Выйдя на поляну, Алексей потребовал докладов от командиров. Сержанты отчитались, что техника исправна и сможет продолжать движение. Повреждения несущественны, крепление бочек с горючим в кузове «ханомага» подтянули.
– Я иду первым, потом бронетранспортеры! Никитин, замыкаешь колонну. По машинам!
Забравшись в люк башни, Соколов соединил разъемы ТПУ и развернул карту в планшете. Этой низинкой вполне можно уйти на юг, потом на пересечении просек между участками уйти на юго-запад. А дальше сплошной лес. Вот и родник обозначен. Там можно спокойно обдумать план дальнейших действий, похоронить полковника и залить горючее в машины.
– Вперед!
Мотоциклисты спускались в балку осторожно, подолгу задерживаясь на одном месте и приглядываясь к деревьям и кустарникам. За деревьями поднимались несколько столбов удушливого дыма. Ни звуков моторов, ни стрельбы.
Майор Штанге нетерпеливо махнул стволом «парабеллума». Вперед! Добавив газа, мотоциклисты стали спускаться по дороге. Пулеметчики в мотоциклетных колясках прижимали приклады и водили стволами пулеметов из стороны в сторону, выискивая возможные цели. Следом поползли два бронетранспортера. Штанге стоял на подножке автомобиля, смотрел вниз, куда спускались солдаты. Он был очень осторожен теперь. Дважды за последние две недели майор натыкался на боеспособные подразделения Красной Армии, выходившие из окружения. Рота автоматчиков, сопровождавшая майора в его поисках, понесла потери, а генерал Казаков продолжал ускользать из рук абвера.
Лейтенант Вигман с автоматом на коленях сидел на переднем сиденье машины и нервно барабанил пальцами.
– Перестаньте стучать, – проворчал майор. – Пойдемте вниз. Машину оставим здесь. Побережем бензин.
Дело было не в бензине. Его Штанге мог получить в любой части вермахта по приказу свыше. В его папке лежало письмо, подписанное Канарисом, Гиммлером и Геббельсом. И оно предписывало всем командирам всех частей оказывать майору абвера Штанге любую необходимую помощь. Майор очень дорожил комфортом. Если его «Мерседес» подобьют, то путешествовать на бронетранспортере или танке ему не хотелось. Правда, Россия его все чаще разочаровывала тем, что дорог с покрытием было мало, а на грунтовке было много пыли, ям и кочек.
Майор был из приличной семьи потомственных военных. Выше полковника в их роду, правда, никто не поднимался, но были они отличными служаками, за что командование и ценило Штанге. Потому-то Рихар Штанге сейчас и не сидел в окопах под Смоленском и не пылил по степям Украины в кузове бронетранспортера. Он служил в военной разведке, был на хорошем счету, умел доводить дело до конца.
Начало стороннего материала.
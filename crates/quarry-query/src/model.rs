//! The query model: a dialect-agnostic description of one query.

use std::collections::BTreeSet;

use crate::clause::{Aggregate, Distinct, LockMode, OrderClause, UnionClause};
use crate::join::JoinClause;
use crate::predicate::{ConditionGroup, Connector, Predicate};
use quarry_core::Expression;

/// A named table reference with an optional alias.
#[derive(Debug, Clone, PartialEq, Eq)]
pub struct TableRef {
    pub name: String,
    pub alias: Option<String>,
}

impl TableRef {
    /// A bare table reference.
    pub fn new(name: impl Into<String>) -> Self {
        Self {
            name: name.into(),
            alias: None,
        }
    }

    /// A table reference with an alias.
    pub fn aliased(name: impl Into<String>, alias: impl Into<String>) -> Self {
        Self {
            name: name.into(),
            alias: Some(alias.into()),
        }
    }
}

/// Parse `"posts as p"` shorthand into name and alias.
impl From<&str> for TableRef {
    fn from(raw: &str) -> Self {
        match raw.split_once(" as ") {
            Some((name, alias)) => TableRef::aliased(name.trim(), alias.trim()),
            None => TableRef::new(raw.trim()),
        }
    }
}

impl From<String> for TableRef {
    fn from(raw: String) -> Self {
        TableRef::from(raw.as_str())
    }
}

/// The FROM target: a named table or a sub-query with a required alias.
#[derive(Debug, Clone, PartialEq)]
pub enum TableSource {
    Table(TableRef),
    Subquery {
        query: Box<QueryModel>,
        alias: String,
    },
}

/// One entry in the select list or group list.
#[derive(Debug, Clone, PartialEq)]
pub enum SelectItem {
    /// A column name, possibly qualified (`t.col`) or aliased (`col as c`).
    Column(String),
    /// A raw expression, emitted verbatim.
    Expression(Expression),
    /// A scalar sub-query with an alias.
    Subquery {
        query: Box<QueryModel>,
        alias: String,
    },
}

impl From<&str> for SelectItem {
    fn from(column: &str) -> Self {
        SelectItem::Column(column.to_string())
    }
}

impl From<String> for SelectItem {
    fn from(column: String) -> Self {
        SelectItem::Column(column)
    }
}

impl From<Expression> for SelectItem {
    fn from(expr: Expression) -> Self {
        SelectItem::Expression(expr)
    }
}

/// The mutable, builder-populated representation of one query.
///
/// A model accumulates clauses through the mutation methods below and is
/// read-only during compilation. Cloning deep-copies every nested structure
/// (predicate trees, joins, unions, sub-queries): two clones never share
/// mutable state.
#[derive(Debug, Clone, PartialEq, Default)]
pub struct QueryModel {
    from: Option<TableSource>,
    columns: Vec<SelectItem>,
    distinct: Distinct,
    joins: Vec<JoinClause>,
    wheres: ConditionGroup,
    groups: Vec<SelectItem>,
    havings: ConditionGroup,
    orders: Vec<OrderClause>,
    limit: Option<u64>,
    offset: Option<u64>,
    unions: Vec<UnionClause>,
    aggregate: Option<Aggregate>,
    lock: Option<LockMode>,
    known_aliases: BTreeSet<String>,
    known_tables: BTreeSet<String>,
}

impl QueryModel {
    /// A fresh model targeting the given table (accepts `"posts as p"`).
    pub fn table(table: impl Into<TableRef>) -> Self {
        let mut model = Self::default();
        model.set_from(table.into());
        model
    }

    /// A fresh model with no FROM target yet.
    pub fn new() -> Self {
        Self::default()
    }

    // ==================== Mutation ====================

    /// Set the FROM target to a named table, registering its name and alias.
    ///
    /// Registration happens before any predicate referencing the table can be
    /// added, so prefix resolution at compile time is independent of clause
    /// order.
    pub fn set_from(&mut self, table: TableRef) {
        self.known_tables.insert(table.name.clone());
        if let Some(alias) = &table.alias {
            self.known_aliases.insert(alias.clone());
        }
        self.from = Some(TableSource::Table(table));
    }

    /// Set the FROM target to a sub-query with the given alias.
    pub fn set_from_subquery(&mut self, query: QueryModel, alias: impl Into<String>) {
        let alias = alias.into();
        self.known_aliases.insert(alias.clone());
        self.from = Some(TableSource::Subquery {
            query: Box::new(query),
            alias,
        });
    }

    /// Append a select-list entry.
    pub fn add_column(&mut self, item: impl Into<SelectItem>) {
        self.columns.push(item.into());
    }

    /// Append a scalar sub-query select with an alias.
    pub fn add_column_subquery(&mut self, query: QueryModel, alias: impl Into<String>) {
        self.columns.push(SelectItem::Subquery {
            query: Box::new(query),
            alias: alias.into(),
        });
    }

    /// Set the distinct marker.
    pub fn set_distinct(&mut self, distinct: Distinct) {
        self.distinct = distinct;
    }

    /// Append a join, registering the joined table name and alias.
    pub fn add_join(&mut self, join: JoinClause) {
        self.known_tables.insert(join.table.name.clone());
        if let Some(alias) = &join.table.alias {
            self.known_aliases.insert(alias.clone());
        }
        self.joins.push(join);
    }

    /// Append a WHERE predicate with its connector.
    pub fn add_where(&mut self, connector: Connector, predicate: Predicate) {
        self.wheres.push(connector, predicate);
    }

    /// Append a grouping column or expression.
    pub fn add_group(&mut self, item: impl Into<SelectItem>) {
        self.groups.push(item.into());
    }

    /// Append a HAVING predicate with its connector.
    pub fn add_having(&mut self, connector: Connector, predicate: Predicate) {
        self.havings.push(connector, predicate);
    }

    /// Append an ORDER BY entry.
    pub fn add_order(&mut self, order: OrderClause) {
        self.orders.push(order);
    }

    /// Set the LIMIT.
    pub fn set_limit(&mut self, limit: u64) {
        self.limit = Some(limit);
    }

    /// Set the OFFSET.
    pub fn set_offset(&mut self, offset: u64) {
        self.offset = Some(offset);
    }

    /// Append a union.
    pub fn add_union(&mut self, union: UnionClause) {
        self.unions.push(union);
    }

    /// Set the aggregate request; it wins over the column list at compile
    /// time.
    pub fn set_aggregate(&mut self, aggregate: Aggregate) {
        self.aggregate = Some(aggregate);
    }

    /// Request a row lock.
    pub fn set_lock(&mut self, lock: LockMode) {
        self.lock = Some(lock);
    }

    // ==================== Read accessors ====================

    /// The FROM target, if set.
    pub fn from(&self) -> Option<&TableSource> {
        self.from.as_ref()
    }

    /// The select list.
    pub fn columns(&self) -> &[SelectItem] {
        &self.columns
    }

    /// The distinct marker.
    pub fn distinct(&self) -> &Distinct {
        &self.distinct
    }

    /// The join list, in insertion order.
    pub fn joins(&self) -> &[JoinClause] {
        &self.joins
    }

    /// The root WHERE predicate tree.
    pub fn wheres(&self) -> &ConditionGroup {
        &self.wheres
    }

    /// The grouping list.
    pub fn groups(&self) -> &[SelectItem] {
        &self.groups
    }

    /// The root HAVING predicate tree.
    pub fn havings(&self) -> &ConditionGroup {
        &self.havings
    }

    /// The ordering list.
    pub fn orders(&self) -> &[OrderClause] {
        &self.orders
    }

    /// The LIMIT, if set.
    pub fn limit(&self) -> Option<u64> {
        self.limit
    }

    /// The OFFSET, if set.
    pub fn offset(&self) -> Option<u64> {
        self.offset
    }

    /// The union list, in insertion order.
    pub fn unions(&self) -> &[UnionClause] {
        &self.unions
    }

    /// The aggregate request, if set.
    pub fn aggregate(&self) -> Option<&Aggregate> {
        self.aggregate.as_ref()
    }

    /// The lock request, if set.
    pub fn lock(&self) -> Option<LockMode> {
        self.lock
    }

    /// Whether the identifier is a registered table alias.
    pub fn is_known_alias(&self, ident: &str) -> bool {
        self.known_aliases.contains(ident)
    }

    /// Whether the identifier is a registered table name (from or join).
    pub fn is_known_table(&self, ident: &str) -> bool {
        self.known_tables.contains(ident)
    }
}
И нынешняя его миссия была не столько опасной, сколько невыполнимой, как казалось майору. Это его удручало. Разыскиваемого им советского генерала могли случайно застрелить егеря при прочесывании леса, он мог погибнуть во время бомбежки. Он мог даже умереть от воспаления легких, ночуя в сырости белорусских лесов. Но виноват, что затея адмирала Канариса не удалась, будет все равно майор Штанге. И тогда в лучшем случае его ждет ссылка в какое-нибудь захолустье, в третьеразрядную школу диверсантов или в сортировочный лагерь военнопленных. Чтобы выискивать среди завшивленных пленных солдат изменников родины, кто готов за корку хлеба продать мать, отца и всех предков.
Увиденное внизу заставило майора поморщиться, а его помощник прошептал даже какую-то молитву. Лежащий на боку немецкий танк и уткнувшаяся в него сгоревшая русская «тридцатьчетверка». Точнее, один только остов от нее, потому что башня отлетела на несколько метров в сторону и выжгла часть опушки. Остается только догадываться, что стало с русскими танкистами. Чуть ниже дымили немецкие бронетранспортеры, потом еще два подбитых танка.
– Там живые! – с надеждой в голосе показал в сторону кустарника лейтенант. – Там кто-то стонет и шевелится.
По приказу майора солдаты бросились на звуки голосов. Оказалось, что в кустах лежали обожженные и раненые немецкие танкисты. Шестеро хмурых и закопченных. Двое перевязывали своих товарищей. Картина была ужасающая. Три поврежденных мотоцикла валялись в траве, еще один бронетранспортер с развороченным снарядами бортом стоял поперек дороги. Чуть дальше нашелся и третий подбитый немецкий танк. Около двух десятков тел солдат вермахта лежали в разных позах. Явно они попали под пулеметный огонь и искали укрытия. Подняв голову на звук моторов, майор увидел подъехавший автомобиль-амфибию и полковника с мотоциклетными очками на фуражке. Постукивая стеком себя по сапогу, полковник принялся бегать по поляне и перекрестку грунтовых дорог, ругаясь самыми последними словами.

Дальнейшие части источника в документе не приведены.